Les modifications apportées aux régimes de faveur que sont le crédit d’impôt recherche (CIR), le crédit d’impôt innovation (CII) ou le statut de jeune entreprise innovante (JEI) sont discutées chaque automne dans le cadre du volet « recettes » de la loi de finances et dans le projet de loi de finances de la sécurité sociale. Cette année, l’absence de majorité à l’assemblée a permis à plusieurs groupes d’opposition de faire voter des amendements qui introduisaient d’importantes modifications dans ces régimes : suppression de certaines dépenses ou exonérations, plafonnement des assiettes de dépenses, conditionnalité, etc. Le CII par exemple a été supprimé, puis rétabli par amendement, puis le Sénat a voté son maintien, mais avec un taux minoré (20% au lieu de 30%).

Quelles seraient les conséquences d’un projet de loi spéciale ?
Avec la chute du gouvernement le 5 décembre dernier, quels sont les scénarios possibles ? Une note interne de l’Association des conseils en innovation (ACI), à laquelle nous adhérons), préparée par le cabinet Taddeo, identifie le recours à une loi spéciale comme le scénario le plus vraisemblable. Un gouvernement, qu’il soit démissionnaire ou nouveau, peut user de l’article 45 de la loi organique relative aux lois de finances (LOLF). Celui-ci permet de s'appuyer sur un « projet de loi spéciale » pour faire voter le budget de l’Etat. Ce projet de loi doit être soumis avant le 19 décembre. Il permettrait au Gouvernement de continuer à percevoir les impôts existants et d’exécuter les dépenses publiques jusqu'à l'adoption d'un budget formel en 2025. Ceci devrait, en pratique, prolonger le budget de 2024.

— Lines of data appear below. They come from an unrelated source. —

use super::Conflict;
use serde::{Deserialize, Serialize};

/// Outcome of a `generate` run (spec.md §6). `generated_at` is wall-clock
/// metadata only; `success`/`conflicts`/`warnings` are what the
/// determinism invariant (spec.md §8) actually covers.
#[derive(Debug, Clone, Serialize, Deserialize)]
pub struct GenerationResult {
    pub success: bool,
    pub conflicts: Vec<Conflict>,
    pub warnings: Vec<Conflict>,
    pub generated_at: String,
}
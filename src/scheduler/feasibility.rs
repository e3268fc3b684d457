use crate::types::{ClassId, Conflict, LessonDemand, TeacherId, TimeSlot};
use std::collections::HashMap;

/// Fast arithmetic check run before any placement is attempted (spec.md
/// §4.5). Operates on the raw (pre-dedup) demand list, per the ordering
/// given in spec.md §4.1: pre-check, then sort, then dedup.
pub fn precheck(demands: &[LessonDemand], schedulable_slots: &[&TimeSlot]) -> Result<(), Conflict> {
    let total_capacity = schedulable_slots.len() as u32;
    let total_demand: u32 = demands.iter().map(|d| d.periods_per_week).sum();

    if total_demand > total_capacity {
        return Err(Conflict::infeasible(format!(
            "total demand of {total_demand} periods/week exceeds {total_capacity} schedulable slots"
        )));
    }

    // Totals accumulate in a HashMap for O(1) lookup, but the violation
    // check runs inline while scanning `demands` in input order, so the
    // first class/teacher whose running total crosses capacity is always
    // the one reported — HashMap iteration order never enters into it.
    let mut per_class: HashMap<&ClassId, u32> = HashMap::new();
    for demand in demands {
        let total = per_class.entry(&demand.class_id).or_insert(0);
        *total += demand.periods_per_week;
        if *total > total_capacity {
            return Err(Conflict::infeasible(format!(
                "class '{}' demands {total} periods/week, only {total_capacity} schedulable slots exist",
                demand.class_id
            )));
        }
    }

    let mut per_teacher: HashMap<&TeacherId, u32> = HashMap::new();
    for demand in demands {
        let total = per_teacher.entry(&demand.teacher_id).or_insert(0);
        *total += demand.periods_per_week;
        if *total > total_capacity {
            return Err(Conflict::infeasible(format!(
                "teacher '{}' demands {total} periods/week, only {total_capacity} schedulable slots exist",
                demand.teacher_id
            )));
        }
    }

    Ok(())
}
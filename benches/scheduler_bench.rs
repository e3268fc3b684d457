use criterion::{criterion_group, criterion_main, Criterion};
use school_timetable::scheduler::generate;
use school_timetable::store::JsonFileStore;
use school_timetable::types::{
    ClassId, ClassRecord, Day, GenerateOptions, LessonDemand, Scope, SchedulerConfig,
    ScheduleInput, SubjectId, SubjectOrModule, TeacherId, TeacherProfile, TimeSlot, TimeSlotId,
};
use tempfile::tempdir;

/// A medium-sized school: 20 classes, 15 teachers, five periods/week of
/// three subjects per class, roughly mirroring a single-grade secondary
/// timetable.
fn medium_school() -> ScheduleInput {
    let mut time_slots = Vec::new();
    for day in Day::ALL {
        for period in 1..=10 {
            time_slots.push(TimeSlot {
                id: TimeSlotId(format!("{day:?}-{period}")),
                day,
                period,
                start: "08:00".into(),
                end: "08:50".into(),
                is_break: false,
                is_cpd: false,
                is_active: true,
            });
        }
    }

    let teachers: Vec<TeacherProfile> = (0..15)
        .map(|i| TeacherProfile {
            id: TeacherId(format!("t{i}")),
            active: true,
            unavailable_days: Default::default(),
            unavailable_periods: Default::default(),
            max_weekly_periods: None,
        })
        .collect();

    let classes: Vec<ClassRecord> = (0..20)
        .map(|i| ClassRecord {
            id: ClassId(format!("c{i}")),
            level: "S1".into(),
            school_id: "bench-school".into(),
        })
        .collect();

    let subjects = ["math", "science", "art"];
    let mut demands = Vec::new();
    for (class_index, class) in classes.iter().enumerate() {
        for (subject_index, subject) in subjects.iter().enumerate() {
            let teacher_index = (class_index + subject_index) % teachers.len();
            demands.push(
                LessonDemand::new(
                    teachers[teacher_index].id.clone(),
                    SubjectOrModule::Subject(SubjectId((*subject).into())),
                    class.id.clone(),
                    "S1".into(),
                    (*subject).into(),
                    5,
                )
                .unwrap(),
            );
        }
    }

    ScheduleInput {
        time_slots,
        teachers,
        classes,
        demands,
    }
}

fn bench_generate(c: &mut Criterion) {
    let input = medium_school();
    let config = SchedulerConfig::default();

    c.bench_function("generate_medium_school", |b| {
        b.iter(|| {
            let dir = tempdir().unwrap();
            let mut sink = JsonFileStore::open(dir.path()).unwrap();
            generate(
                &input,
                &[],
                &Scope::All,
                &GenerateOptions::default(),
                &mut sink,
                &config,
            )
            .unwrap()
        })
    });
}

criterion_group!(benches, bench_generate);
criterion_main!(benches);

Par conséquent, les évolutions du CIR et du statut JEI votées par le Sénat ne s’appliqueront pas dans l’immédiat. En revanche, le CII arrive à échéance le 31 décembre 2024. Sera-t-il prolongé dans le cadre d’une loi rectificative en 2025 avec effet rétroactif au 1er janvier ? Par ailleurs, les entreprises qui attendaient la validation d’un dossier de demande de financement par le plan France 2030 sont bloquées jusqu'à l'adoption, éventuelle, de la loi rectificative. Or, le dispositif CII et les aides publiques sont essentiels pour la survie de nombreuses startups.

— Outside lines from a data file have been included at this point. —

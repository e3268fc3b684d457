use serde::{Deserialize, Serialize};
use std::fmt;

#[derive(Debug, Clone, PartialEq, Eq, Hash, Serialize, Deserialize)]
pub struct ClassId(pub String);

impl fmt::Display for ClassId {
    fn fmt(&self, f: &mut fmt::Formatter<'_>) -> fmt::Result {
        write!(f, "{}", self.0)
    }
}

/// A class of students, identified within a school and grouped by level
/// (the grain at which standing reservations are configured).
#[derive(Debug, Clone, Serialize, Deserialize)]
pub struct ClassRecord {
    pub id: ClassId,
    pub level: String,
    pub school_id: String,
}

L’écosystème de l’innovation est entré en ébullition.
Depuis la présentation du projet de loi de finances en conseil des ministres, de nombreuses associations professionnelles telles que France Innovation, la French Tech, France Digitale, etc. ont réagi en publiant des tribunes dans la presse économique. Notons, par exemple, « Innover et réindustrialiser : jamais sans le CIR », publiée le 29 novembre dernier dans le quotidien la Tribune, avec de nombreux signataires (ANRT, comité Richelieu, MEDEF, France Innovation, etc.). L’Association du Conseil en Innovation a de son côté incité ses membres à prendre contact avec leurs clients afin qu’ils adressent à leurs sénateurs et députés un plaidoyer en faveur de la stabilité des dispositifs de financement de l’innovation. Celui-ci demande :
  • La reconduction du Crédit d’impôt innovation (CII) jusqu’en 2027
  • La préservation du CIR dans sa dimension actuelle
  • Le rétablissement de l’exonération de cotisations sociales patronales conférée par le statut de Jeunes entreprises innovantes (JEI).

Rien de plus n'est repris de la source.